§ REQUIRED WORK
Repeat the listing below word for word, leaving nothing out.
╔══
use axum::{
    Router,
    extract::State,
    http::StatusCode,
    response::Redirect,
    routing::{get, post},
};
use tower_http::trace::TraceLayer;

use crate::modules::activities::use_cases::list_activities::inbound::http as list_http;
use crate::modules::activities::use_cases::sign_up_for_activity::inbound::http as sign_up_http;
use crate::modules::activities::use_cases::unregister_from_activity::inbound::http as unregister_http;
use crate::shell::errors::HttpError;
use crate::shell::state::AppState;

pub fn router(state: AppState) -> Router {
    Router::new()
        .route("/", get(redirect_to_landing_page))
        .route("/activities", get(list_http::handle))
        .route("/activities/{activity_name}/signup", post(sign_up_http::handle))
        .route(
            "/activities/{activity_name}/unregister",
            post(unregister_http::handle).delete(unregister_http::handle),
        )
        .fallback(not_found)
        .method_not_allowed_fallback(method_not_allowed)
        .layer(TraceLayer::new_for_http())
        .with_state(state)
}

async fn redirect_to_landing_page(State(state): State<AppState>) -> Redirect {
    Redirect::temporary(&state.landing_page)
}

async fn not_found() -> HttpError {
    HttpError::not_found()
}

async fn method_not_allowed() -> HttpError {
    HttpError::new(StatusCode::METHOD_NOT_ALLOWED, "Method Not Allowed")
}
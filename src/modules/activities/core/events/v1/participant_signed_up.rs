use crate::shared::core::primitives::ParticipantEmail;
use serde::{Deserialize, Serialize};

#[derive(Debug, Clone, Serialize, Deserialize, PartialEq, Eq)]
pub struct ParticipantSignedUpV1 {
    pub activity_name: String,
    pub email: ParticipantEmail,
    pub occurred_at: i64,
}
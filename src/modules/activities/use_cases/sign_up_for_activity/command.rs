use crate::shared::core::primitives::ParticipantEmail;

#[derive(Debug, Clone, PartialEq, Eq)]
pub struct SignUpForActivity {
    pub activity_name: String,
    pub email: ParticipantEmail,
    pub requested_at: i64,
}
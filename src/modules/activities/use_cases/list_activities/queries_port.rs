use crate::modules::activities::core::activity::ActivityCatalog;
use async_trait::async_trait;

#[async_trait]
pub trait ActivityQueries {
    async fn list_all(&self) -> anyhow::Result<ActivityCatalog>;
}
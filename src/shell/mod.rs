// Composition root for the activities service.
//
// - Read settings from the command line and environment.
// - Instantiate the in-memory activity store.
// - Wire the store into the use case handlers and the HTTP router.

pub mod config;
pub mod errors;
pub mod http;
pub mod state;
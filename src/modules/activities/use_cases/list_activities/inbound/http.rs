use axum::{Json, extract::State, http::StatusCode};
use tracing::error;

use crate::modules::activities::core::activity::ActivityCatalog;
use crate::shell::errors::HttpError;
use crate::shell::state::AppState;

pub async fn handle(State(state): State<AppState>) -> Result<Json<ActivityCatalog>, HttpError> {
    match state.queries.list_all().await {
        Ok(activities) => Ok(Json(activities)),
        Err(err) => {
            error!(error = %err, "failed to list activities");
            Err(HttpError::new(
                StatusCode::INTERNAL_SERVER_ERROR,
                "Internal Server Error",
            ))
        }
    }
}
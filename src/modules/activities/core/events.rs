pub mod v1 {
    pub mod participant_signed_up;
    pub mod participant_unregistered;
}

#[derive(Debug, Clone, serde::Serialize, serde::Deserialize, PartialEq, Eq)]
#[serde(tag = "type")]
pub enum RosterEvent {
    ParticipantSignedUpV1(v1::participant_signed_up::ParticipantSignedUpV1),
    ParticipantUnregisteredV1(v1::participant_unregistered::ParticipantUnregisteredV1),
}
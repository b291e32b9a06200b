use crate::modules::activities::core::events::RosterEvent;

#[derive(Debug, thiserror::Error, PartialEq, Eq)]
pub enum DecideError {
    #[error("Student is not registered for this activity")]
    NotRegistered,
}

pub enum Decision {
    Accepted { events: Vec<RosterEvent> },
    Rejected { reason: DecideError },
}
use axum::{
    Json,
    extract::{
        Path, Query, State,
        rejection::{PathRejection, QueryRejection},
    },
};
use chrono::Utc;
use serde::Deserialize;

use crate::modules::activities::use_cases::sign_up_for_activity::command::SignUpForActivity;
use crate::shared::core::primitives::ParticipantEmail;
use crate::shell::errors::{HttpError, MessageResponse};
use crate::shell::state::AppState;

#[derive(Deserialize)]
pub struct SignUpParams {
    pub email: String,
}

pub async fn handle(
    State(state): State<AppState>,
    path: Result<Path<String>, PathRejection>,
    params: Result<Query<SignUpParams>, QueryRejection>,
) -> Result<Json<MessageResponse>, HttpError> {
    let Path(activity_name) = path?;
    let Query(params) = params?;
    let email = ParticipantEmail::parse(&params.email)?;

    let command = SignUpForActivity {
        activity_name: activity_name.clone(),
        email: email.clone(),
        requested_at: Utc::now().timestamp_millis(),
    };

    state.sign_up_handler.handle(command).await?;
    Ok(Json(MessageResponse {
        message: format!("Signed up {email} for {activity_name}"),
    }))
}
╚══
§ SOLUTION BELOW
use axum::{
    Router,
    extract::State,
    http::StatusCode,
    response::Redirect,
    routing::{get, post},
};
use tower_http::trace::TraceLayer;

use crate::modules::activities::use_cases::list_activities::inbound::http as list_http;
use crate::modules::activities::use_cases::sign_up_for_activity::inbound::http as sign_up_http;
use crate::modules::activities::use_cases::unregister_from_activity::inbound::http as unregister_http;
use crate::shell::errors::HttpError;
use crate::shell::state::AppState;

pub fn router(state: AppState) -> Router {
    Router::new()
        .route("/", get(redirect_to_landing_page))
        .route("/activities", get(list_http::handle))
        .route("/activities/{activity_name}/signup", post(sign_up_http::handle))
        .route(
            "/activities/{activity_name}/unregister",
            post(unregister_http::handle).delete(unregister_http::handle),
        )
        .fallback(not_found)
        .method_not_allowed_fallback(method_not_allowed)
        .layer(TraceLayer::new_for_http())
        .with_state(state)
}

async fn redirect_to_landing_page(State(state): State<AppState>) -> Redirect {
    Redirect::temporary(&state.landing_page)
}

async fn not_found() -> HttpError {
    HttpError::not_found()
}

async fn method_not_allowed() -> HttpError {
    HttpError::new(StatusCode::METHOD_NOT_ALLOWED, "Method Not Allowed")
}
filename src/modules/activities/core/events/v1/participant_signed_up.rs
use crate::shared::core::primitives::ParticipantEmail;
use serde::{Deserialize, Serialize};

#[derive(Debug, Clone, Serialize, Deserialize, PartialEq, Eq)]
pub struct ParticipantSignedUpV1 {
    pub activity_name: String,
    pub email: ParticipantEmail,
    pub occurred_at: i64,
}
filename src/modules/activities/use_cases/sign_up_for_activity/command.rs
use crate::shared::core::primitives::ParticipantEmail;

#[derive(Debug, Clone, PartialEq, Eq)]
pub struct SignUpForActivity {
    pub activity_name: String,
    pub email: ParticipantEmail,
    pub requested_at: i64,
}
filename src/modules/activities/use_cases/list_activities/queries_port.rs
use crate::modules::activities::core::activity::ActivityCatalog;
use async_trait::async_trait;

#[async_trait]
pub trait ActivityQueries {
    async fn list_all(&self) -> anyhow::Result<ActivityCatalog>;
}
filename src/shell/mod.rs
// Composition root for the activities service.
//
// - Read settings from the command line and environment.
// - Instantiate the in-memory activity store.
// - Wire the store into the use case handlers and the HTTP router.

pub mod config;
pub mod errors;
pub mod http;
pub mod state;
filename src/modules/activities/use_cases/list_activities/inbound/http.rs
use axum::{Json, extract::State, http::StatusCode};
use tracing::error;

use crate::modules::activities::core::activity::ActivityCatalog;
use crate::shell::errors::HttpError;
use crate::shell::state::AppState;

pub async fn handle(State(state): State<AppState>) -> Result<Json<ActivityCatalog>, HttpError> {
    match state.queries.list_all().await {
        Ok(activities) => Ok(Json(activities)),
        Err(err) => {
            error!(error = %err, "failed to list activities");
            Err(HttpError::new(
                StatusCode::INTERNAL_SERVER_ERROR,
                "Internal Server Error",
            ))
        }
    }
}
filename src/modules/activities/core/events.rs
pub mod v1 {
    pub mod participant_signed_up;
    pub mod participant_unregistered;
}

#[derive(Debug, Clone, serde::Serialize, serde::Deserialize, PartialEq, Eq)]
#[serde(tag = "type")]
pub enum RosterEvent {
    ParticipantSignedUpV1(v1::participant_signed_up::ParticipantSignedUpV1),
    ParticipantUnregisteredV1(v1::participant_unregistered::ParticipantUnregisteredV1),
}
repository b291e32b9a06200b
use crate::modules::activities::core::events::RosterEvent;

#[derive(Debug, thiserror::Error, PartialEq, Eq)]
pub enum DecideError {
    #[error("Student is not registered for this activity")]
    NotRegistered,
}

pub enum Decision {
    Accepted { events: Vec<RosterEvent> },
    Rejected { reason: DecideError },
}
use axum::{
    Json,
    extract::{
        Path, Query, State,
        rejection::{PathRejection, QueryRejection},
    },
};
use chrono::Utc;
use serde::Deserialize;

use crate::modules::activities::use_cases::sign_up_for_activity::command::SignUpForActivity;
use crate::shared::core::primitives::ParticipantEmail;
use crate::shell::errors::{HttpError, MessageResponse};
use crate::shell::state::AppState;

#[derive(Deserialize)]
pub struct SignUpParams {
    pub email: String,
}

pub async fn handle(
    State(state): State<AppState>,
    path: Result<Path<String>, PathRejection>,
    params: Result<Query<SignUpParams>, QueryRejection>,
) -> Result<Json<MessageResponse>, HttpError> {
    let Path(activity_name) = path?;
    let Query(params) = params?;
    let email = ParticipantEmail::parse(&params.email)?;

    let command = SignUpForActivity {
        activity_name: activity_name.clone(),
        email: email.clone(),
        requested_at: Utc::now().timestamp_millis(),
    };

    state.sign_up_handler.handle(command).await?;
    Ok(Json(MessageResponse {
        message: format!("Signed up {email} for {activity_name}"),
    }))
}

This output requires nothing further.